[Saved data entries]
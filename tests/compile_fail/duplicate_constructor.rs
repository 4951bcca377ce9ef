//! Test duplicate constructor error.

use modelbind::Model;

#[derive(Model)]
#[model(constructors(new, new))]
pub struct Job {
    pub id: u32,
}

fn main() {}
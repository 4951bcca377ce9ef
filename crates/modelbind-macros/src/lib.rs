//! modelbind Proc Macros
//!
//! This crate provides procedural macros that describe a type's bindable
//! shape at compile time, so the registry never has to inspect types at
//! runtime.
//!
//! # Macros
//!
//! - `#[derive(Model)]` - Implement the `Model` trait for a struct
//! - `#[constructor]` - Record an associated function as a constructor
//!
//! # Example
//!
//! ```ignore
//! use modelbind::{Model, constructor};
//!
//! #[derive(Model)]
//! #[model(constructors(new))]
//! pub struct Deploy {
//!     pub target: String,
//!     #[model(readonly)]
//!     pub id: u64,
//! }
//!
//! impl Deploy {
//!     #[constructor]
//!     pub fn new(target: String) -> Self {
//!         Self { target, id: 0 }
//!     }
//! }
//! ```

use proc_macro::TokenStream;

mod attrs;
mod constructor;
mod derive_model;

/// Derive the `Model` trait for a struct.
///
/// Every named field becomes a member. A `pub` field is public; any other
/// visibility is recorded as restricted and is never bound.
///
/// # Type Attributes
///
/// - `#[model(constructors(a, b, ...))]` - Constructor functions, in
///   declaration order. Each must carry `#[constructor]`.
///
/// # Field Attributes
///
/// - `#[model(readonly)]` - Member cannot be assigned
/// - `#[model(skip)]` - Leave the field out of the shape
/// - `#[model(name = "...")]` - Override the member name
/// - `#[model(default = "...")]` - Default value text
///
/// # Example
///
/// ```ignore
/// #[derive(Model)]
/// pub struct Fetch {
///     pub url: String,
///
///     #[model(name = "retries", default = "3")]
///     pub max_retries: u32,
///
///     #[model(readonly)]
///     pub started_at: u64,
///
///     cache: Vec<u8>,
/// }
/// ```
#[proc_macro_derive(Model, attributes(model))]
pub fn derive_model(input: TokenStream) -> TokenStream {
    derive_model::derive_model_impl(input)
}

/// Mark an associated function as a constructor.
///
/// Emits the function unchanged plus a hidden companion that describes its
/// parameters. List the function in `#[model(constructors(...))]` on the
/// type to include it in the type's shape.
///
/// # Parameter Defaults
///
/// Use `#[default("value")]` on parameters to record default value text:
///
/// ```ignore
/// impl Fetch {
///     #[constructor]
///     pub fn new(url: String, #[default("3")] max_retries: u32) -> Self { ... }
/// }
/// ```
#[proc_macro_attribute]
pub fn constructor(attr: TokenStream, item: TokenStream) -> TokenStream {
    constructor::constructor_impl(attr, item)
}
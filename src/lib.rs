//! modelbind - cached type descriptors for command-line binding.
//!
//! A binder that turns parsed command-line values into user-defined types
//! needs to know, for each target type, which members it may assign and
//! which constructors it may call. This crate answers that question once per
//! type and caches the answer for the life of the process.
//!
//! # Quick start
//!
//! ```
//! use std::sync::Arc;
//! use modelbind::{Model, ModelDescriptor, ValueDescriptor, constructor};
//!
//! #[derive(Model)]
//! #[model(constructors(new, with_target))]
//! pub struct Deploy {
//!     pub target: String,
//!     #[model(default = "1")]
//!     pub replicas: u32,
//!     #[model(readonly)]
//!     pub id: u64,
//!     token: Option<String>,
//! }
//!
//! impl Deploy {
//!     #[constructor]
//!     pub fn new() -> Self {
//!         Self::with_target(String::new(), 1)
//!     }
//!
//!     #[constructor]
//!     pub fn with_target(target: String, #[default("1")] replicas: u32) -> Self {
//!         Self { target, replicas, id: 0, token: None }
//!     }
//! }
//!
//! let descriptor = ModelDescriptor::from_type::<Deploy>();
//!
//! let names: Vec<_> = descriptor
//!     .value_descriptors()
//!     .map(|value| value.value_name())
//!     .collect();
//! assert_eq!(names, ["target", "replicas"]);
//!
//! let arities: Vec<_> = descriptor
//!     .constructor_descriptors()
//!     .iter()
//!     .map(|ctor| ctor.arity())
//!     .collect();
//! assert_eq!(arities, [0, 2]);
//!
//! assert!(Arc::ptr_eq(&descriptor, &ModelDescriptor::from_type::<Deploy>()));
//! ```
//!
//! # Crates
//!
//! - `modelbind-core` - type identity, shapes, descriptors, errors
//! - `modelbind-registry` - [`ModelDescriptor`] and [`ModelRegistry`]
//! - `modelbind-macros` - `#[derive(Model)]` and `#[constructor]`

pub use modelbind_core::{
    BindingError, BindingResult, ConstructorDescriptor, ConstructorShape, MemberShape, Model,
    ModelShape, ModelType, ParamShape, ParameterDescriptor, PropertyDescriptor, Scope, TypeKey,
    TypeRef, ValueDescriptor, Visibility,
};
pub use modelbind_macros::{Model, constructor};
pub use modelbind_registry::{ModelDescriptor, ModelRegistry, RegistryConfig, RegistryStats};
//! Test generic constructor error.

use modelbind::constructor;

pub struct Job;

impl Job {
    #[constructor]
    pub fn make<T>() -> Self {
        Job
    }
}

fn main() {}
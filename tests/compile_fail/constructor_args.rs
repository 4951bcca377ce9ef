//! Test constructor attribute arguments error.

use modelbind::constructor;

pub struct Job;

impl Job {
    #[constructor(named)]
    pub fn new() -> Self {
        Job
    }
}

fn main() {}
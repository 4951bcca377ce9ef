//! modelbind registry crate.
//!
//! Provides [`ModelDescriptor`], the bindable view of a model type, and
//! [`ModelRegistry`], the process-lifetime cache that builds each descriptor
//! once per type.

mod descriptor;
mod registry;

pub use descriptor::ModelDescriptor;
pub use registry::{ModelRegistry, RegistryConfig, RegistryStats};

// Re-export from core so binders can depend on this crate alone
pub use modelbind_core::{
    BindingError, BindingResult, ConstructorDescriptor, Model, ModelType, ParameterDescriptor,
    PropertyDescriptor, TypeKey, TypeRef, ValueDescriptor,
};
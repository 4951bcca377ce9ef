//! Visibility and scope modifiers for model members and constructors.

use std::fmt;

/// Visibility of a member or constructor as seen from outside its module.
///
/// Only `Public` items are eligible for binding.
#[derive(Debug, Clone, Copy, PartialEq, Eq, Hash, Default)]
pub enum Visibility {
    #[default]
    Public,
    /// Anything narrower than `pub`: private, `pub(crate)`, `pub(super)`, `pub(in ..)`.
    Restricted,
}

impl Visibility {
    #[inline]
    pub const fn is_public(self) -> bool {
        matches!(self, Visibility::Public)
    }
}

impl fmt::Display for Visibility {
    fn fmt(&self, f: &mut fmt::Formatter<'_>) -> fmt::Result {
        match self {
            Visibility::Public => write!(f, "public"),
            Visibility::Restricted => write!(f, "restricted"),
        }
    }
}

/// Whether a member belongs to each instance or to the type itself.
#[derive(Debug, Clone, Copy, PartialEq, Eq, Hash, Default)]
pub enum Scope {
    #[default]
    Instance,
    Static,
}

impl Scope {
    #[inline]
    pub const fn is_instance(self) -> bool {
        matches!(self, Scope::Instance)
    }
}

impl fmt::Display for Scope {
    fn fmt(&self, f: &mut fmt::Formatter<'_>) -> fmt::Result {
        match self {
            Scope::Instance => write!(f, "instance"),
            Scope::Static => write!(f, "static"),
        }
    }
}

● **Exercise goal**:
Only the lines from the one with "#[constructor(named)]" through the end of the records above are to be copied, exactly as written.

● **Exercise solution**:
    #[constructor(named)]
    pub fn new() -> Self {
        Job
    }
}

fn main() {}
repository 4951bcca377ce9ef
//! modelbind registry crate.
//!
//! Provides [`ModelDescriptor`], the bindable view of a model type, and
//! [`ModelRegistry`], the process-lifetime cache that builds each descriptor
//! once per type.

mod descriptor;
mod registry;

pub use descriptor::ModelDescriptor;
pub use registry::{ModelRegistry, RegistryConfig, RegistryStats};

// Re-export from core so binders can depend on this crate alone
pub use modelbind_core::{
    BindingError, BindingResult, ConstructorDescriptor, Model, ModelType, ParameterDescriptor,
    PropertyDescriptor, TypeKey, TypeRef, ValueDescriptor,
};
repository 4951bcca377ce9ef
//! Visibility and scope modifiers for model members and constructors.

use std::fmt;

/// Visibility of a member or constructor as seen from outside its module.
///
/// Only `Public` items are eligible for binding.
#[derive(Debug, Clone, Copy, PartialEq, Eq, Hash, Default)]
pub enum Visibility {
    #[default]
    Public,
    /// Anything narrower than `pub`: private, `pub(crate)`, `pub(super)`, `pub(in ..)`.
    Restricted,
}

impl Visibility {
    #[inline]
    pub const fn is_public(self) -> bool {
        matches!(self, Visibility::Public)
    }
}

impl fmt::Display for Visibility {
    fn fmt(&self, f: &mut fmt::Formatter<'_>) -> fmt::Result {
        match self {
            Visibility::Public => write!(f, "public"),
            Visibility::Restricted => write!(f, "restricted"),
        }
    }
}

/// Whether a member belongs to each instance or to the type itself.
#[derive(Debug, Clone, Copy, PartialEq, Eq, Hash, Default)]
pub enum Scope {
    #[default]
    Instance,
    Static,
}

impl Scope {
    #[inline]
    pub const fn is_instance(self) -> bool {
        matches!(self, Scope::Instance)
    }
}

impl fmt::Display for Scope {
    fn fmt(&self, f: &mut fmt::Formatter<'_>) -> fmt::Result {
        match self {
            Scope::Instance => write!(f, "instance"),
            Scope::Static => write!(f, "static"),
        }
    }
}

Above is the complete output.